TASK OBJECTIVE: What lines below contain the word "push"? Please pull each one out.

──────── DATA SUPPLIED ────────

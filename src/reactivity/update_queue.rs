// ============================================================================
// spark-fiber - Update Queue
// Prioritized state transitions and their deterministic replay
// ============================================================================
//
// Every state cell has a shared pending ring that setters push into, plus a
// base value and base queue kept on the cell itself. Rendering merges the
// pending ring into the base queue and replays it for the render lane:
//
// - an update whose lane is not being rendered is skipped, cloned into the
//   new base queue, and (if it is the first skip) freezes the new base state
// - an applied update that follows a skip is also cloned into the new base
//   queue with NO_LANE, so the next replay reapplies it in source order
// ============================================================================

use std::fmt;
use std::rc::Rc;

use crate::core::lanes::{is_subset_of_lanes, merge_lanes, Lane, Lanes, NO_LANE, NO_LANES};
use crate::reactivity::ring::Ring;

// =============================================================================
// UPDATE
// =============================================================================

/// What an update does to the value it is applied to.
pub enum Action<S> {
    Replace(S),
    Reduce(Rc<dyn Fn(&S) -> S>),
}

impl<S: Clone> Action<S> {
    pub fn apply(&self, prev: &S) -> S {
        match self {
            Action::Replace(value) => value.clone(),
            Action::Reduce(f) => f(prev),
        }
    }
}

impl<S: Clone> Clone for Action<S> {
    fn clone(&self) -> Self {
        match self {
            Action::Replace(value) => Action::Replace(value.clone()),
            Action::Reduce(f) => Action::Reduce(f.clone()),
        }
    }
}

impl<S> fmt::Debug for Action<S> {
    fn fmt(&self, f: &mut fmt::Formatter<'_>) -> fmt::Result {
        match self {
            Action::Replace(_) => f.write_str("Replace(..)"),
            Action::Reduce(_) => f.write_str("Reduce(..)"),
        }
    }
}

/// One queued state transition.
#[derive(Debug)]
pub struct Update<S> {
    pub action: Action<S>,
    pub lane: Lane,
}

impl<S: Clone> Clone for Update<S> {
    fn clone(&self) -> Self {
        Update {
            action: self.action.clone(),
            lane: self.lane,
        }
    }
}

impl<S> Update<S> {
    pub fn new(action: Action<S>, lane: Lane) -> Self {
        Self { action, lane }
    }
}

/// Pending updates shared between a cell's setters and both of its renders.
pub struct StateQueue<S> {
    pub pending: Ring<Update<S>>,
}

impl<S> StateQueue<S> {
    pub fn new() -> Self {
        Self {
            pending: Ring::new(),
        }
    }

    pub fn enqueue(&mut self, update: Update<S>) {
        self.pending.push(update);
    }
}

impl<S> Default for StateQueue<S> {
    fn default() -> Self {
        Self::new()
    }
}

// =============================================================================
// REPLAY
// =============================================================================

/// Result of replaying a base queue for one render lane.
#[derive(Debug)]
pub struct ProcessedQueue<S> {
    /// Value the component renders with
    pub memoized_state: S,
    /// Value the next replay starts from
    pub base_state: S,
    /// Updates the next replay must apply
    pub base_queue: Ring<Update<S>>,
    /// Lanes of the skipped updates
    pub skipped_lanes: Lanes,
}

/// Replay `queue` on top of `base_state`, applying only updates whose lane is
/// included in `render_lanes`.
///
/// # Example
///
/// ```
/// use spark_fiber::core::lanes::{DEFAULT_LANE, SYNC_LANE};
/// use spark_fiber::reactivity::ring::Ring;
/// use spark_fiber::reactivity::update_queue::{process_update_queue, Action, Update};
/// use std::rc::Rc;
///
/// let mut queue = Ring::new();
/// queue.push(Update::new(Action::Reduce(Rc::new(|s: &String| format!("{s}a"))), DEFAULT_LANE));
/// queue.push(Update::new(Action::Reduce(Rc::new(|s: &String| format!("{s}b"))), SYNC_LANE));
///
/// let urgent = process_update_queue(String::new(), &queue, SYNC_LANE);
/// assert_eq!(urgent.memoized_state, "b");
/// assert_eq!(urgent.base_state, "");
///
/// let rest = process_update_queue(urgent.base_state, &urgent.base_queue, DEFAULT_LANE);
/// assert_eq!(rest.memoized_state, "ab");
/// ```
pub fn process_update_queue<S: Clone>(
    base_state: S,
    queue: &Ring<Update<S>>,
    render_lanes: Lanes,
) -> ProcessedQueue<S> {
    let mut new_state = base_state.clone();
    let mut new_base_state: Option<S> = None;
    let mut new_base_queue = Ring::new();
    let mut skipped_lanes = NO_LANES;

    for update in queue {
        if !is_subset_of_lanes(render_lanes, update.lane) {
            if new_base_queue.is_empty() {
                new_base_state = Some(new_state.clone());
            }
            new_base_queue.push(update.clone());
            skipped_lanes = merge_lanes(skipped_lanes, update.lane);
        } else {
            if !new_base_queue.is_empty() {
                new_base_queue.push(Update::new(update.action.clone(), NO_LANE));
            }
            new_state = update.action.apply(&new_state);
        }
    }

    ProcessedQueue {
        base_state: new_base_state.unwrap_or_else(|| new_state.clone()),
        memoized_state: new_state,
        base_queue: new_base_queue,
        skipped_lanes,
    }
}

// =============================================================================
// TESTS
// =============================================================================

────────
──────── DATA SUPPLIED ────────

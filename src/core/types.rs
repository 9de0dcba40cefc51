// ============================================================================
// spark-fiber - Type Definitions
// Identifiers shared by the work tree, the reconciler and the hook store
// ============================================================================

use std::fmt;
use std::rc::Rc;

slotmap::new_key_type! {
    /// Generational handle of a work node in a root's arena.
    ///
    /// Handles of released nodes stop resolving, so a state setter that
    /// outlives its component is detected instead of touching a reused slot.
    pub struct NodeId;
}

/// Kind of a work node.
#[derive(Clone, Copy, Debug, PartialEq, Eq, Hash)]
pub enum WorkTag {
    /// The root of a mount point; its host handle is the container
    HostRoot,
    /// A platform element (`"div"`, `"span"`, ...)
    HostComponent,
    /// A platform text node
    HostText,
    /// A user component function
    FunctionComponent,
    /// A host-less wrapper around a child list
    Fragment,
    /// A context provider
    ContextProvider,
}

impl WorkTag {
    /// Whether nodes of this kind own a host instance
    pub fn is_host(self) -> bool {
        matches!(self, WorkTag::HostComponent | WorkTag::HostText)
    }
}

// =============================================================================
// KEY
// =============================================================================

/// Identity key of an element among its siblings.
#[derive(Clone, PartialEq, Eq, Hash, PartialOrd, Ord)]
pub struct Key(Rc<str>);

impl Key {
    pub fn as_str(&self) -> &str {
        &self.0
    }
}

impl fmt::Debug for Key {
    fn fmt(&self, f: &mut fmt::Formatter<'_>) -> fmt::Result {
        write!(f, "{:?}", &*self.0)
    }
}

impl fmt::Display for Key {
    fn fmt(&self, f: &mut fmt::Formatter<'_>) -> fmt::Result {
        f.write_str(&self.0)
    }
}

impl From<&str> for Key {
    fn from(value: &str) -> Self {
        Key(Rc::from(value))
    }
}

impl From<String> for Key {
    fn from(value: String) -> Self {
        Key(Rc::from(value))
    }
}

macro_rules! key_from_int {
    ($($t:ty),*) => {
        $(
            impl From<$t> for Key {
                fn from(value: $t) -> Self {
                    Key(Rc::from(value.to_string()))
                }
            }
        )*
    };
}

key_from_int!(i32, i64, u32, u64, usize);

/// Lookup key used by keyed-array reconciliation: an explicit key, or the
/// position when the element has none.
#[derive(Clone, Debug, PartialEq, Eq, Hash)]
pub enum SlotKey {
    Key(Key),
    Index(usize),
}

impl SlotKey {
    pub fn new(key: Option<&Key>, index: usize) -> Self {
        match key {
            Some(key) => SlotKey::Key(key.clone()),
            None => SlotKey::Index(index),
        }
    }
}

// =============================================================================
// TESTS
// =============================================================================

────────
──────── DATA SUPPLIED ────────

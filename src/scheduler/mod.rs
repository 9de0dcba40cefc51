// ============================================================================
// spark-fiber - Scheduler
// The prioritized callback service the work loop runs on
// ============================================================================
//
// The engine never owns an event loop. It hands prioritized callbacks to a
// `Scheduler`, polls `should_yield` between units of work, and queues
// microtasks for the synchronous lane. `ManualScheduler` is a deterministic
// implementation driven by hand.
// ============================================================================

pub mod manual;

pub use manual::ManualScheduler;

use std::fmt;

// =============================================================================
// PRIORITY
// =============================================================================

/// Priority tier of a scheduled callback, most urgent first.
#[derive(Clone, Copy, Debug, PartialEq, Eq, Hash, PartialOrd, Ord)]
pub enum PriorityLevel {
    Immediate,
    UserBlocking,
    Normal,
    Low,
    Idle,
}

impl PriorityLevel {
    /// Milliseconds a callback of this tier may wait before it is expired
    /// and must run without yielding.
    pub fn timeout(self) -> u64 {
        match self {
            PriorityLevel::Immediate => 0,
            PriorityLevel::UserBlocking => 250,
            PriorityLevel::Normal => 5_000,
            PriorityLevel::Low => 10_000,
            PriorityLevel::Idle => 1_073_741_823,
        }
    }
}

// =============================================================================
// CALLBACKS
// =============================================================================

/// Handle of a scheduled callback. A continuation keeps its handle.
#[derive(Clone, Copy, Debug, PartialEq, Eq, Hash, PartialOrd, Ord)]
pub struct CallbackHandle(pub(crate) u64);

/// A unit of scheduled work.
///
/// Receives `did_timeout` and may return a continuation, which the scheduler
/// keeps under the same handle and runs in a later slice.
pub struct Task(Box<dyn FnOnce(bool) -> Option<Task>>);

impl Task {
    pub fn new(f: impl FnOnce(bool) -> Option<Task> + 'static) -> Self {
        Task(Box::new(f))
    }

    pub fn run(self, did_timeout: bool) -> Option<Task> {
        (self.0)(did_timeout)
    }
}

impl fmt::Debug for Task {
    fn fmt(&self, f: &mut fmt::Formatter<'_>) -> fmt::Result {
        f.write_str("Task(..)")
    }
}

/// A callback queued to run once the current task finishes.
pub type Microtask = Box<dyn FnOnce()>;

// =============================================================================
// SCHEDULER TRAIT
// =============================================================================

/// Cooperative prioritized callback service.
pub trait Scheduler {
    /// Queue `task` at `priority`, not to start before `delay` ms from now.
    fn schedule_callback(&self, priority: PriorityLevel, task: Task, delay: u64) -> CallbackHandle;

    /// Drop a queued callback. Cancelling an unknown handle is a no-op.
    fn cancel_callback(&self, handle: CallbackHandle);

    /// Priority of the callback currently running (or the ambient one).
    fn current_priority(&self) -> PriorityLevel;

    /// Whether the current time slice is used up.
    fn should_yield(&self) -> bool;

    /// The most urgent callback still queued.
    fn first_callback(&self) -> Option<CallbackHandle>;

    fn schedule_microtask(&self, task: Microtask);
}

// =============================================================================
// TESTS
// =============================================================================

────────

SOLUTION FOR THIS EXERCISE:
// Every state cell has a shared pending ring that setters push into, plus a
        self.pending.push(update);
/// queue.push(Update::new(Action::Reduce(Rc::new(|s: &String| format!("{s}a"))), DEFAULT_LANE));
/// queue.push(Update::new(Action::Reduce(Rc::new(|s: &String| format!("{s}b"))), SYNC_LANE));
            new_base_queue.push(update.clone());
                new_base_queue.push(Update::new(update.action.clone(), NO_LANE));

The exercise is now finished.